I am not ungrateful for the road I’ve been on; providing nursing care is a gift. I consider it a privilege to help new life into the world. I am glad to hold the hands of sick women and am always willing to advocate for patients in need, victims of abuse or victims of grief. I will happily bear cheerful news and offer condolences when news is unwelcome. In reality, some of these nursing days are good. Other days, especially lately, it’s become clear that the business of healthcare has outweighed its heart. I’m getting tired. More often now, I wonder why I’m here.
In an effort to redirect my future I comb through my past. I think back to my childhood and hear my mother, also a nurse, explain that the profession, above all, is a calling. I thought I heard that call. Maybe I still do. I’ve always appreciated how well nursing practice incorporates creative thinking, compassion, and technical skill. Sometimes, though, I consider my mother’s childhood, and there the doubts return. For a myriad of reasons, both cultural and practical, she grew up encouraged to pursue work she could lean on in case her husband failed her. Echoes of that encouragement lived in the back of my mind as I sorted through my own career goals; first to be rejected was pre-medicine.It would certainly be too hard to balance all that work with mothering, and how could I ever find a decent husband doing so much studying? I then passed up English, followed by theology, then psychology, because hobbies wouldn’t pay bills. Thus, in the service of practicality, another nursing student came into the world.

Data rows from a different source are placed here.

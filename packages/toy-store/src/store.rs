use async_trait::async_trait;

use crate::error::Result;
use crate::query::ListQuery;
use crate::types::{DeleteAck, InsertAck, Toy, ToyId, UpdateAck};

/// A document collection of toys.
///
/// Implementations own consistency for concurrent writes; callers share one
/// handle for the lifetime of the process.
#[async_trait]
pub trait ToyStore: Send + Sync {
    /// Check the backing database answers.
    async fn ping(&self) -> Result<()>;

    /// Every toy matching `query`, in the requested order.
    async fn find(&self, query: &ListQuery) -> Result<Vec<Toy>>;

    async fn find_one(&self, id: &ToyId) -> Result<Option<Toy>>;

    /// Insert a new toy; the store assigns its identifier.
    async fn insert_one(&self, toy: Toy) -> Result<InsertAck>;

    /// Merge `fields` into an existing toy. Never creates one.
    async fn update_one(&self, id: &ToyId, fields: Toy) -> Result<UpdateAck>;

    async fn delete_one(&self, id: &ToyId) -> Result<DeleteAck>;
}
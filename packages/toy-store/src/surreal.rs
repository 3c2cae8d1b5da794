//! SurrealDB backed `ToyStore`.

use async_trait::async_trait;
use serde_json::Value;
use std::sync::Arc;
use surrealdb::types::RecordId;
use surrealdb::{Connection, Surreal};
use tracing::{debug, info, instrument};

use crate::error::{Result, StoreError};
use crate::query::ListQuery;
use crate::store::ToyStore;
use crate::types::{DeleteAck, EMAIL_FIELD, ID_FIELD, InsertAck, TOYS_TABLE, Toy, ToyId, UpdateAck};

/// Toy collection stored in the `toys` table.
///
/// Generic over the connection so the same code runs against a remote
/// server and the in-memory engine.
pub struct SurrealToyStore<C: Connection> {
    db: Arc<Surreal<C>>,
}

impl<C: Connection> Clone for SurrealToyStore<C> {
    fn clone(&self) -> Self {
        Self {
            db: self.db.clone(),
        }
    }
}

impl<C: Connection> SurrealToyStore<C> {
    /// Wrap a connection that already has its namespace and database selected.
    pub fn new(db: Arc<Surreal<C>>) -> Self {
        Self { db }
    }

    /// Make sure the table exists and the database answers.
    pub async fn init(&self) -> Result<()> {
        self.db
            .query(format!("DEFINE TABLE IF NOT EXISTS {TOYS_TABLE} SCHEMALESS"))
            .await
            .and_then(|response| response.check())
            .map_err(|e| StoreError::Unavailable {
                message: format!("failed to define table {TOYS_TABLE}: {e}"),
            })?;

        self.ping().await.map_err(|e| StoreError::Unavailable {
            message: e.to_string(),
        })?;

        info!(table = TOYS_TABLE, "Toy store ready");
        Ok(())
    }
}

/// Build the SELECT for a listing. The sort field has been validated as a
/// plain field path by `SortSpec`.
fn select_statement(query: &ListQuery) -> String {
    let mut sql = format!("SELECT *, record::id(id) AS {ID_FIELD} FROM {TOYS_TABLE}");
    if query.email.is_some() {
        sql.push_str(&format!(" WHERE {EMAIL_FIELD} = $email"));
    }
    if let Some(sort) = &query.sort {
        sql.push_str(&format!(" ORDER BY {} {}", sort.field(), sort.direction().as_surql()));
    }
    sql
}

fn record_id(id: &ToyId) -> Result<RecordId> {
    RecordId::parse_simple(&id.qualified())
        .map_err(|e| StoreError::invalid_identifier(id.as_str(), e.to_string()))
}

fn into_toys(rows: Vec<Value>) -> Result<Vec<Toy>> {
    rows.into_iter()
        .map(|row| match row {
            Value::Object(map) => Ok(map),
            other => Err(StoreError::Backend {
                message: format!("expected a document, got {other}"),
            }),
        })
        .collect()
}

#[async_trait]
impl<C: Connection> ToyStore for SurrealToyStore<C> {
    async fn ping(&self) -> Result<()> {
        self.db.query("RETURN true").await?.check()?;
        Ok(())
    }

    #[instrument(
        skip(self, query),
        fields(filtered = query.email.is_some(), sort = ?query.sort)
    )]
    async fn find(&self, query: &ListQuery) -> Result<Vec<Toy>> {
        let sql = select_statement(query);
        debug!(%sql, "Listing toys");

        let mut request = self.db.query(sql);
        if let Some(email) = &query.email {
            request = request.bind(("email", email.clone()));
        }

        let rows: Vec<Value> = request.await?.take(0)?;
        into_toys(rows)
    }

    #[instrument(skip(self), fields(id = %id))]
    async fn find_one(&self, id: &ToyId) -> Result<Option<Toy>> {
        let rows: Vec<Value> = self
            .db
            .query(format!("SELECT *, record::id(id) AS {ID_FIELD} FROM $id"))
            .bind(("id", record_id(id)?))
            .await?
            .take(0)?;

        Ok(into_toys(rows)?.into_iter().next())
    }

    #[instrument(skip(self, toy), fields(field_count = toy.len()))]
    async fn insert_one(&self, toy: Toy) -> Result<InsertAck> {
        let rows: Vec<Value> = self
            .db
            .query(format!(
                "CREATE {TOYS_TABLE} CONTENT $data RETURN record::id(id) AS {ID_FIELD}"
            ))
            .bind(("data", Value::Object(toy)))
            .await?
            .take(0)?;

        let raw_id = rows
            .first()
            .and_then(|row| row.get(ID_FIELD))
            .and_then(Value::as_str)
            .ok_or_else(|| StoreError::Backend {
                message: "insert returned no identifier".to_string(),
            })?;
        let inserted_id = ToyId::parse(raw_id)?;

        debug!(id = %inserted_id, "Inserted toy");
        Ok(InsertAck {
            acknowledged: true,
            inserted_id,
        })
    }

    #[instrument(skip(self, fields), fields(id = %id))]
    async fn update_one(&self, id: &ToyId, fields: Toy) -> Result<UpdateAck> {
        let rows: Vec<Value> = self
            .db
            .query(format!(
                "UPDATE $id MERGE $data RETURN record::id(id) AS {ID_FIELD}"
            ))
            .bind(("id", record_id(id)?))
            .bind(("data", Value::Object(fields)))
            .await?
            .take(0)?;

        debug!(matched = rows.len(), "Merged toy fields");
        Ok(UpdateAck {
            acknowledged: true,
            matched_count: rows.len() as u64,
        })
    }

    #[instrument(skip(self), fields(id = %id))]
    async fn delete_one(&self, id: &ToyId) -> Result<DeleteAck> {
        let rows: Vec<surrealdb::types::Value> = self
            .db
            .query("DELETE $id RETURN BEFORE")
            .bind(("id", record_id(id)?))
            .await?
            .take(0)?;

        debug!(deleted = rows.len(), "Deleted toy");
        Ok(DeleteAck {
            acknowledged: true,
            deleted_count: rows.len() as u64,
        })
    }
}
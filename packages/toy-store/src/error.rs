//! Error type shared by every `ToyStore` implementation.

use thiserror::Error;

/// Failures surfaced by the store layer.
///
/// Client-caused failures (`InvalidIdentifier`, `InvalidSort`) are kept apart
/// from database faults so the transport can map them to distinct statuses.
#[derive(Debug, Error)]
pub enum StoreError {
    /// The identifier string cannot be turned into a record id.
    #[error("invalid identifier '{value}': {reason}")]
    InvalidIdentifier { value: String, reason: String },

    /// The sort parameter names a field that cannot be sorted on.
    #[error("invalid sort '{value}': {reason}")]
    InvalidSort { value: String, reason: String },

    /// The database could not be reached or initialized.
    #[error("store unavailable: {message}")]
    Unavailable { message: String },

    /// Any other database fault.
    #[error("store error: {message}")]
    Backend { message: String },
}

impl StoreError {
    pub fn invalid_identifier(value: &str, reason: impl Into<String>) -> Self {
        StoreError::InvalidIdentifier {
            value: value.to_string(),
            reason: reason.into(),
        }
    }

    pub fn invalid_sort(value: &str, reason: impl Into<String>) -> Self {
        StoreError::InvalidSort {
            value: value.to_string(),
            reason: reason.into(),
        }
    }

    /// True when the caller, not the database, is at fault.
    pub fn is_client_error(&self) -> bool {
        matches!(
            self,
            StoreError::InvalidIdentifier { .. } | StoreError::InvalidSort { .. }
        )
    }
}

impl From<surrealdb::Error> for StoreError {
    fn from(err: surrealdb::Error) -> Self {
        // Transport failures and unset connections mean the database is out
        // of reach, not that the statement was wrong.
        if err.is_connection() {
            StoreError::Unavailable {
                message: err.to_string(),
            }
        } else {
            StoreError::Backend {
                message: err.to_string(),
            }
        }
    }
}

pub type Result<T> = std::result::Result<T, StoreError>;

Unfortunately that advice wasn’t entirely faulty; my nursing job did serve me well when I couldn’t rely on my husband. I married young, just after college, and was promptly carried off by his military career. Nursing provided some consistency in the chaos and I heard over and again how lucky I was that my job traveled so well. I agreed, thankful for the flexibility and the paycheck. I dove deeper into the field, supposing myself wise for working towards a masters before we began having children. Of course, life is never as neat as we hope for; my best plans were thwarted when my husband realized he didn’t want children. Thankfully, nursing was as reliable as ever when I realized I didn’t want him. I left and was indebted, again, to the job that traveled well.
Today, finally, in the absence of one dysfunctional marriage and many imagined children, I am free to envision what I want out of life for my own sake. There are things in my heart peeping out from the shadows, waking up with the spring to remind me of what I used to love. I easily recall the first book report I ever did and the vivid detail of my fifth grade English class. I remember ruining my eyes at seven reading Harry Potter by nightlight, poring through Lord of the Rings at eight, and my dad pulling me from the depths of teenage depression with The Right to Write. I recall the first book I ever scribbled out, a ten year old’s saga complete with fairies, and the newspaper I haphazardly started in high school. I used to tell people my dream was “to publish a book,” and it was writing that earned me a full tuition scholarship to college. I think back to nursing school and find that, of all the things I should have been proud of, the day my freshman English professor read my story aloud to the class was the highlight. Most recently, it was writing that helped me through divorce and brought me home to who I’m meant to be. Writing has been faithful.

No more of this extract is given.